Fabric Weaving - 
How Fabric is Made

Here’s a quick course on how the fabric weaving or knitting process works. Knowing how fabric is manufactured will help you to understand grain, selvages, and thread fineness.

For information on different types of fibers used by manufacturers, start here at our Sewing Fabric page.


Fabric weaving on a loom

I spent 20 years weaving yardage, scarves, shawls and rugs on the numerous looms in my house. While it was certainly a creative hobby, I was still drawn to the fabric stores to see what designers and manufacturers would create next.

Most fabric weaving is done on a loom. It starts with lengthwise threads (the warp). So the first decision a weaver makes is how much yardage, lengthwise, they want.

Then, they decide how wide they want the yardage to be. On looms, the width of the woven piece is limited by the width of the actual loom. So, with a 45” loom in my living room, I could make yardage from 1” wide to about 45” wide.

What is thread count?

You know those fancy 800 thread count egyptian cotton sheets you can pay hundreds of dollars for?  Thread count is the number of threads per inch in a loom, based on how close together each thread will be, and how wide the yardage will be.

The number of threads to cut is calculated based on how many threads there are “per inch”. Home weavers would thread up their looms at 12 stitches per inch, for example. So we would multiply 12(threads per inch) x 45” (the width of the loom) to calculate the number of threads needed to “warp” the loom.


Now, thread every heddle 

Each thread needed is cut the same length, and threaded through “heddles” (individual needles with eyes to carry each thread, or several threads) in a prescribed order, depending upon the type of pattern wanted. Then the individual threads are placed through a “reed” at the front of the loom that spreads the threads at the correct distance per inch. All the threads are then tied to the front and back of the loom, and it is time to do some fabric weaving!
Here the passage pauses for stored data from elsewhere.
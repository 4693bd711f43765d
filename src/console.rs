//! 터미널 입찰 화면
//! 1. 표준 입력 명령 해석
//! 2. 세션 상태 출력
// region:    --- Imports
use crate::bidding::gateway::QUICK_INCREMENTS;
use crate::session::{LiveSession, LiveState, SessionEvent};
use tracing::{debug, info, warn};

// endregion: --- Imports

// region:    --- Commands
#[derive(Debug, Clone, PartialEq, Eq)]
pub enum Command {
    /// 입력창에 금액을 넣고 바로 제출
    Bid(String),
    /// 빠른 증액 (`+10k`, `+25k`, `+50k`)
    QuickAdd(i64),
    /// 입력창 금액 제출
    Place,
    History,
    Status,
    Code(String),
    /// 경매 참가 요청 (`register <이름> <CNIC> <WhatsApp>`)
    Register {
        user_name: String,
        cnic: String,
        whatsapp: String,
    },
    Quit,
}

impl Command {
    pub fn parse(line: &str) -> Result<Self, String> {
        let line = line.trim();
        let (head, rest) = line
            .split_once(char::is_whitespace)
            .map(|(head, rest)| (head, rest.trim()))
            .unwrap_or((line, ""));

        match head {
            "bid" => Ok(Command::Bid(rest.to_string())),
            "place" => Ok(Command::Place),
            "history" => Ok(Command::History),
            "status" | "" => Ok(Command::Status),
            "code" if !rest.is_empty() => Ok(Command::Code(rest.to_string())),
            "register" => {
                // 이름에는 공백이 들어갈 수 있어 뒤에서부터 나눈다
                let mut parts = rest.rsplitn(3, char::is_whitespace);
                match (parts.next(), parts.next(), parts.next().map(str::trim)) {
                    (Some(whatsapp), Some(cnic), Some(user_name)) if !user_name.is_empty() => {
                        Ok(Command::Register {
                            user_name: user_name.to_string(),
                            cnic: cnic.to_string(),
                            whatsapp: whatsapp.to_string(),
                        })
                    }
                    _ => Err("usage: register <name> <cnic> <whatsapp>".to_string()),
                }
            }
            "quit" | "exit" => Ok(Command::Quit),
            chip if chip.starts_with('+') => {
                let increment = chip
                    .trim_start_matches('+')
                    .strip_suffix('k')
                    .and_then(|thousands| thousands.parse::<i64>().ok())
                    .map(|thousands| thousands * 1000)
                    .filter(|increment| QUICK_INCREMENTS.contains(increment));
                increment
                    .map(Command::QuickAdd)
                    .ok_or_else(|| format!("unknown increment: {}", chip))
            }
            other => Err(format!("unknown command: {}", other)),
        }
    }
}

/// 명령 실행, 종료 명령이면 `false`
pub async fn execute(session: &mut LiveSession, command: Command) -> bool {
    match command {
        Command::Bid(amount) => {
            session.state_mut().set_input(amount);
            if session.place_input().is_ok() {
                info!("{:<12} --> 입찰 전송 중...", "Console");
            }
        }
        Command::QuickAdd(increment) => {
            session.state_mut().quick_add(increment);
            info!("{:<12} --> 입력 금액: {}", "Console", session.state().bid_input);
        }
        Command::Place => {
            if session.place_input().is_ok() {
                info!("{:<12} --> 입찰 전송 중...", "Console");
            }
        }
        Command::History => render_history(session.state()),
        Command::Status => render_state(session.state()),
        Command::Code(code) => match session.unlock(&code).await {
            Ok(mode) => info!("{:<12} --> 입찰 모드 해제: {:?}", "Console", mode),
            Err(e) => warn!("{:<12} --> 액세스 코드 거절: {}", "Console", e),
        },
        Command::Register {
            user_name,
            cnic,
            whatsapp,
        } => match session.register(&user_name, &cnic, &whatsapp).await {
            Ok(_) => info!(
                "{:<12} --> 참가 요청 접수, 승인 후 액세스 코드를 입력하세요.",
                "Console"
            ),
            Err(e) => warn!("{:<12} --> 참가 요청 실패: {}", "Console", e),
        },
        Command::Quit => return false,
    }
    render_notice(session.state_mut());
    true
}
// endregion: --- Commands

// region:    --- Rendering
pub fn render_event(session: &mut LiveSession, event: &SessionEvent) {
    match event {
        SessionEvent::ItemUpdated => render_state(session.state()),
        SessionEvent::ItemMissing => warn!("{:<12} --> 차량 정보를 찾을 수 없습니다.", "Console"),
        SessionEvent::HistoryUpdated => info!(
            "{:<12} --> {}",
            "Console",
            session.state().history_button_label()
        ),
        SessionEvent::Ticked => debug!("{:<12} --> {}", "Console", session.state().time_left),
        SessionEvent::BidSettled(_) => render_notice(session.state_mut()),
        SessionEvent::FeedError { feed, message } => {
            warn!("{:<12} --> {} 구독 오류: {}", "Console", feed, message)
        }
        SessionEvent::FeedEnded { feed } => warn!("{:<12} --> {} 구독 종료", "Console", feed),
    }
}

pub fn render_state(state: &LiveState) {
    info!("{:<12} --> {} | {}", "Console", state.title(), state.time_left);
    info!(
        "{:<12} --> Ongoing Bid: {}{}",
        "Console",
        state.current_bid_label(),
        if state.is_loading() { " (sending...)" } else { "" }
    );
    if let Some(item) = &state.item {
        info!("{:<12} --> image: {}", "Console", item.thumbnail_url());
        info!("{:<12} --> inspection: {}", "Console", item.inspection_sheet_url());
        match item.inspection_pdf_url() {
            Ok(pdf) => info!("{:<12} --> full sheet: {}", "Console", pdf),
            Err(missing) => info!("{:<12} --> full sheet: {}", "Console", missing),
        }
    }
    if !state.mode.can_bid() {
        info!("{:<12} --> You are in View Only mode.", "Console");
    }
}

pub fn render_history(state: &LiveState) {
    info!("{:<12} --> Bid History", "Console");
    for entry in &state.history {
        info!(
            "{:<12} --> {:<8} {:>12} {}",
            "Console",
            entry.bidder,
            entry.time,
            entry.amount_label()
        );
    }
}

fn render_notice(state: &mut LiveState) {
    if let Some(alert) = state.take_notice() {
        info!("{:<12} --> [{}] {}", "Console", alert.title, alert.message);
    }
}
// endregion: --- Rendering

#[cfg(test)]
mod tests {
    use super::*;

    #[test]
    fn parses_commands() {
        assert_eq!(Command::parse("bid 150000"), Ok(Command::Bid("150000".to_string())));
        assert_eq!(Command::parse("  +25k "), Ok(Command::QuickAdd(25_000)));
        assert_eq!(Command::parse("place"), Ok(Command::Place));
        assert_eq!(Command::parse(""), Ok(Command::Status));
        assert_eq!(Command::parse("code  7391"), Ok(Command::Code("7391".to_string())));
        assert_eq!(Command::parse("exit"), Ok(Command::Quit));
    }

    #[test]
    fn register_keeps_spaces_in_name() {
        assert_eq!(
            Command::parse("register Ali Raza 35202-1234567-1 +923001234567"),
            Ok(Command::Register {
                user_name: "Ali Raza".to_string(),
                cnic: "35202-1234567-1".to_string(),
                whatsapp: "+923001234567".to_string(),
            })
        );
    }

    #[test]
    fn rejects_unknown_input() {
        assert!(Command::parse("+15k").is_err());
        assert!(Command::parse("+tenk").is_err());
        assert!(Command::parse("code").is_err());
        assert!(Command::parse("sell").is_err());
        assert!(Command::parse("register 35202-1234567-1 +923001234567").is_err());
    }
}
use crate::access::ViewMode;
use serde::Deserialize;
use serde_json::Value;

/// 목록에서 넘겨받은 차량 참조
#[derive(Debug, Clone, Default, Deserialize)]
#[serde(rename_all = "camelCase")]
pub struct ListingRef {
    #[serde(default)]
    pub id: Option<String>,
    #[serde(default)]
    pub car_id: Option<String>,
    /// 표시용 가격 (`"Rs. 1,200,000"` 또는 숫자)
    #[serde(default)]
    pub price: Option<Value>,
}

/// 화면 진입 파라미터
#[derive(Debug, Clone, Default, Deserialize)]
pub struct NavigationParams {
    #[serde(default)]
    pub item: Option<ListingRef>,
    #[serde(default)]
    pub mode: Option<String>,
}

/// 해석된 진입 정보
#[derive(Debug, Clone, PartialEq, Eq)]
pub struct ResolvedParams {
    pub car_id: Option<String>,
    pub initial_bid: i64,
    pub mode: ViewMode,
}

impl NavigationParams {
    pub fn for_car(car_id: impl Into<String>, mode: ViewMode) -> Self {
        Self {
            item: Some(ListingRef {
                id: Some(car_id.into()),
                ..Default::default()
            }),
            mode: Some(
                match mode {
                    ViewMode::Bid => "bid",
                    ViewMode::View => "view",
                }
                .to_string(),
            ),
        }
    }

    pub fn resolve(&self) -> ResolvedParams {
        let item = self.item.as_ref();
        let car_id = item
            .and_then(|item| non_empty(item.id.as_deref()).or(non_empty(item.car_id.as_deref())))
            .map(str::to_string);
        let initial_bid = item
            .and_then(|item| item.price.as_ref())
            .map(price_digits)
            .unwrap_or(0);
        let mode = match self.mode.as_deref() {
            Some("bid") => ViewMode::Bid,
            _ => ViewMode::View,
        };

        ResolvedParams {
            car_id,
            initial_bid,
            mode,
        }
    }
}

fn non_empty(value: Option<&str>) -> Option<&str> {
    value.filter(|value| !value.is_empty())
}

/// 표시용 가격에서 숫자만 추려 금액으로, 실패하면 0
fn price_digits(price: &Value) -> i64 {
    let text = match price {
        Value::String(text) => text.clone(),
        Value::Number(number) => number.to_string(),
        _ => return 0,
    };
    text.chars()
        .filter(char::is_ascii_digit)
        .collect::<String>()
        .parse()
        .unwrap_or(0)
}

#[cfg(test)]
mod tests {
    use super::*;
    use serde_json::json;

    #[test]
    fn car_id_prefers_id_then_car_id() {
        let params: NavigationParams = serde_json::from_value(json!({
            "item": { "carId": "car-9", "price": "Rs. 1,200,000" },
            "mode": "bid"
        }))
        .unwrap();

        let resolved = params.resolve();
        assert_eq!(resolved.car_id.as_deref(), Some("car-9"));
        assert_eq!(resolved.initial_bid, 1_200_000);
        assert_eq!(resolved.mode, ViewMode::Bid);

        let params: NavigationParams = serde_json::from_value(json!({
            "item": { "id": "car-1", "carId": "car-9", "price": 450000 }
        }))
        .unwrap();
        let resolved = params.resolve();
        assert_eq!(resolved.car_id.as_deref(), Some("car-1"));
        assert_eq!(resolved.initial_bid, 450_000);
        assert_eq!(resolved.mode, ViewMode::View);
    }

    #[test]
    fn missing_item_resolves_to_preview() {
        let resolved = NavigationParams::default().resolve();
        assert_eq!(
            resolved,
            ResolvedParams {
                car_id: None,
                initial_bid: 0,
                mode: ViewMode::View,
            }
        );

        let params: NavigationParams = serde_json::from_value(json!({
            "item": { "id": "", "price": "Call for price" }
        }))
        .unwrap();
        let resolved = params.resolve();
        assert_eq!(resolved.car_id, None);
        assert_eq!(resolved.initial_bid, 0);
    }
}
//! # Payload Encoding
//!
//! Serializes the ordered list `(event, args)` into one self-describing
//! binary frame via bincode. Every supported argument shape round-trips
//! exactly through `decode(encode(..))`.

use std::collections::BTreeMap;

use serde::{Deserialize, Serialize};

use crate::error::EmitterError;

/// A single positional event argument.
///
/// Arguments are passed to handlers in the order they were emitted.
/// Nested lists and maps are supported to arbitrary depth.
#[derive(Debug, Clone, PartialEq, Serialize, Deserialize)]
pub enum EventValue {
    /// Absent / nil argument.
    Null,
    /// Boolean.
    Bool(bool),
    /// Signed integer.
    Int(i64),
    /// Floating point number.
    Float(f64),
    /// UTF-8 string.
    Str(String),
    /// Opaque binary blob.
    Bytes(Vec<u8>),
    /// Ordered list of values.
    List(Vec<EventValue>),
    /// String-keyed map of values.
    Map(BTreeMap<String, EventValue>),
}

impl From<bool> for EventValue {
    fn from(v: bool) -> Self {
        Self::Bool(v)
    }
}

impl From<i64> for EventValue {
    fn from(v: i64) -> Self {
        Self::Int(v)
    }
}

impl From<f64> for EventValue {
    fn from(v: f64) -> Self {
        Self::Float(v)
    }
}

impl From<&str> for EventValue {
    fn from(v: &str) -> Self {
        Self::Str(v.to_owned())
    }
}

impl From<String> for EventValue {
    fn from(v: String) -> Self {
        Self::Str(v)
    }
}

impl From<Vec<u8>> for EventValue {
    fn from(v: Vec<u8>) -> Self {
        Self::Bytes(v)
    }
}

/// Encode an event name and its arguments into a binary frame.
pub fn encode(event: &str, args: &[EventValue]) -> Result<Vec<u8>, EmitterError> {
    bincode::serialize(&(event, args)).map_err(|e| EmitterError::Format(e.to_string()))
}

/// Decode a binary frame back into `(event, args)`.
///
/// Fails with [`EmitterError::Format`] when the bytes are not a well-formed
/// frame (truncated, or carrying unknown type tags).
pub fn decode(bytes: &[u8]) -> Result<(String, Vec<EventValue>), EmitterError> {
    bincode::deserialize(bytes).map_err(|e| EmitterError::Format(e.to_string()))
}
Finally, it's time to weave

weaving, loom, handweaving,

The weaving is done with “weft” threads. The weft thread is wound on bobbins, which are placed in "shuttles" and passed the width of the loom, over and under the warp threads, in various combination of patterns. There are literally thousands of patterns of over and under, and thousands of ways to warp a loom through the heddles. That’s where different thread patterns come from.

Your cotton sheets have about 200 – 400 threads per inch. Imagine what your pioneer life would have been like if you had to make all the clothing for your family and hand weave it at 200 threads per inch! That’s why we have commercial fabric manufacturers to make the beautiful fabrics we see today.

How fabric is made today

Sewers and quilters are so lucky that fabric manufacturers have figured out a way to produce so many delicious choices. We have our pick of patterns and fibers. But the basic fabric weaving process remains the same: The selvages run the length of the warp threads, and the “crossgrain” runs the width of the weft threads.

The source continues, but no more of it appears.